The original streetcar franchise was issued in June 1890 (Ordinance 1411), modified in 1891 (Ordinance 1859 and 1860). Also in 1890 Seattle annexed a large chunk of land including the northern tip of Capitol Hill and land extending far to the north beyond Green Lake. But UTL construction and franchise did not initially extend beyond Lynn Street on 10th Avenue. North of Lynn Street, the area now known as Roanoke Park began being settled in the 1890s, and the oldest remaining home in this historic district dates from 1899. Below is a photograph of it by Joe Mabel on Wikimedia Commons.

The area was so different in the 1890s, it’s really hard to imagine. For example, Eastlake Avenue was not cut through until 1893. The bridge across Lake Union in 1891 was to the west, connecting with Latona. The predecessor to today’s University Bridge, in the same alignment, was already in place in 1899 but known as the Brooklyn Bridge.

Single Seat Ride

In 1899 the Union Trunk Line was sold to Seattle Electric Company. SEC went on to purchase almost every streetcar line and system in Seattle, and UTL was one of the few that had never entered bankruptcy prior to acquisition.

SEC replaced narrow-gauge tracks with standard rails so that cars would be interchangeable with other lines. In 1903, after the completion of the Pike Street regrade, SEC restructured the Union Trunk Line routes, with the Broadway Line running from Pioneer Square up to Pike Street, then around First Hill to Broadway and out to Lynn. North Broadway residents would no longer have to transfer to a cable car on Madison or James to get into town. Suddenly the empty land would get names through developments like Capitol Hill and Roanoke Park.

Making Connections

In September 1905 SEC finally decided to extend the line north to meet with streetcars on Eastlake running out to the University of Washington and other destinations (Ordinance 12828). They were taking advantage of an opportunity and responding to a threat.

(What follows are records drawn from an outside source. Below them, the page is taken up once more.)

//! Device-level connectivity probe.
//!
//! The transport consults this before any I/O so that a device known to
//! be offline fails in sub-millisecond time with no network attempt.
//! Hosts with a platform reachability API implement the trait; everyone
//! else gets [`AlwaysOnline`].

/// A synchronous, non-blocking connectivity check.
pub trait Connectivity: Send + Sync {
    /// Whether the device currently reports network connectivity.
    fn is_online(&self) -> bool;
}

/// Default probe for platforms without a reachability API.
#[derive(Debug, Clone, Copy, Default)]
pub struct AlwaysOnline;

impl Connectivity for AlwaysOnline {
    fn is_online(&self) -> bool {
        true
    }
}
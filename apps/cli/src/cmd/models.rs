//! `narwhal models` — list the models the backend serves.

use crate::config::ChatConfig;
use anyhow::Result;
use client::Transport;

pub async fn run(config: ChatConfig) -> Result<()> {
    match Transport::new().list_models(&config.base_url).await {
        Ok(models) => {
            for model in models {
                println!("{model}");
            }
            Ok(())
        }
        Err(e) => {
            tracing::debug!("model listing failed, {:?}: {e}", e.kind());
            anyhow::bail!("{}", e.user_message())
        }
    }
}
//! Classified client failures.
//!
//! Every failure the client surfaces carries exactly one [`ErrorKind`],
//! assigned at the point of detection in the transport and never
//! reclassified upstream. `user_message()` renders the fixed user-facing
//! template for each kind; the `Display` impl keeps the technical detail
//! for diagnostics.

use std::time::Duration;
use thiserror::Error;

/// The closed failure taxonomy.
#[derive(Debug, Clone, Copy, PartialEq, Eq, Hash)]
pub enum ErrorKind {
    /// The device reported no connectivity before or during the attempt
    Offline,
    /// The internal deadline elapsed before the server responded
    Timeout,
    /// DNS, connection or TLS failure reaching the server
    Unreachable,
    /// The server answered with a non-2xx status
    Http,
    /// The caller's own cancellation signal fired
    StreamAbort,
    /// Anything that fits no other kind
    Unknown,
}

/// A classified client error.
#[derive(Debug, Error)]
pub enum ClientError {
    /// Device-level connectivity check failed
    #[error("device is offline")]
    Offline,

    /// The internal timeout fired before the first byte arrived
    #[error("no response within {0:?}")]
    Timeout(Duration),

    /// Transport-layer failure (DNS, connection refused, TLS)
    #[error("server unreachable: {0}")]
    Unreachable(String),

    /// Non-2xx HTTP response
    #[error("server returned HTTP {status}: {message}")]
    Http {
        /// The HTTP status code
        status: u16,
        /// The status line or body excerpt
        message: String,
    },

    /// The caller (or the lifecycle observer) cancelled the stream
    #[error("stream aborted")]
    StreamAbort,

    /// Unclassifiable failure, raw message preserved
    #[error("{0}")]
    Unknown(String),
}

impl ClientError {
    /// The taxonomy kind of this error.
    pub fn kind(&self) -> ErrorKind {
        match self {
            Self::Offline => ErrorKind::Offline,
            Self::Timeout(_) => ErrorKind::Timeout,
            Self::Unreachable(_) => ErrorKind::Unreachable,
            Self::Http { .. } => ErrorKind::Http,
            Self::StreamAbort => ErrorKind::StreamAbort,
            Self::Unknown(_) => ErrorKind::Unknown,
        }
    }

    /// The HTTP status code, for [`ErrorKind::Http`] only.
    pub fn status(&self) -> Option<u16> {
        match self {
            Self::Http { status, .. } => Some(*status),
            _ => None,
        }
    }

    /// The fixed user-facing message for this error.
    ///
    /// Derived solely from the kind; only HTTP errors fold in the status
    /// code, distinguishing not-found from generic server failures.
    pub fn user_message(&self) -> String {
        match self {
            Self::Offline => "No internet connection. Check your network and try again.".into(),
            Self::Timeout(_) => {
                "The server took too long to respond. It may still be loading the model.".into()
            }
            Self::Unreachable(_) => {
                "Could not reach the server. Verify the address and that it is running.".into()
            }
            Self::Http { status: 404, .. } => {
                "The server could not find the requested model or endpoint (HTTP 404).".into()
            }
            Self::Http { status, .. } => {
                format!("The server reported an error (HTTP {status}). Try again later.")
            }
            Self::StreamAbort => "The response was cancelled.".into(),
            Self::Unknown(_) => "Something went wrong. Please try again.".into(),
        }
    }
}
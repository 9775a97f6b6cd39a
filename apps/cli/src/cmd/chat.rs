//! `narwhal chat` — interactive streaming chat.

use crate::config::ChatConfig;
use crate::repl::ChatRepl;
use anyhow::Result;

pub async fn run(config: ChatConfig) -> Result<()> {
    ChatRepl::new(config)?.run().await
}
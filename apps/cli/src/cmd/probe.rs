//! `narwhal probe` — one-token connection test.

use crate::config::ChatConfig;
use anyhow::Result;
use client::Transport;

pub async fn run(config: ChatConfig) -> Result<()> {
    match Transport::new()
        .test_connection(&config.base_url, &config.model)
        .await
    {
        Ok(()) => {
            println!("{} is answering chat completions at {}", config.model, config.base_url);
            Ok(())
        }
        Err(e) => {
            tracing::debug!("probe failed, {:?}: {e}", e.kind());
            anyhow::bail!("{}", e.user_message())
        }
    }
}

The opportunity was the regrade of Harvard Avenue. During 1905 the city established a plan to regrade Harvard Avenue from Roanoke to Franklin Street (March, Ordinance 12187) and Lynn to Roanoke (October, Ordinance 12914). Regrades took the natural terrain of a street and flattened it into a continuous slope. The city was targeting horse-drawn wagons and carriages, but these roads became perfect for streetcar use as well.

The threat came from the first attempt at a municipally-owned streetcar system in Seattle. As Seattle expanded but the streetcar network remained static after 1900, the progressive movement clamored for public ownership. By June 1905 they had a full head of steam, leading to a failed public vote in 1906 to build a new, complimentary public system. I am unaware of any history of this 1906 plan other than what I wrote on Capitol Hill Seattle Blog in 2012:

This provided the spark for Roanoke Park development. Two-thirds of the extant historic buildings were constructed between 1906 and 1910. The impact of the streetcar connection north and south, with no long, steep walk to catch a trolley, can’t be overstated.

Just a Turn in the Road

Preparing to move massive crowds for 1909’s World’s Fair, SEC directly connected the Broadway line to the University of Washington campus in late 1908 (see Seattle Times 1908 10 23 page 1). The Broadway line was sold to City of Seattle with the rest of the former SEC system in 1918. Just over twenty years later Seattle converted all of the streetcars to buses. Fast forward through conversion to a countywide bus system, and this continues to operate today as the Metro 49.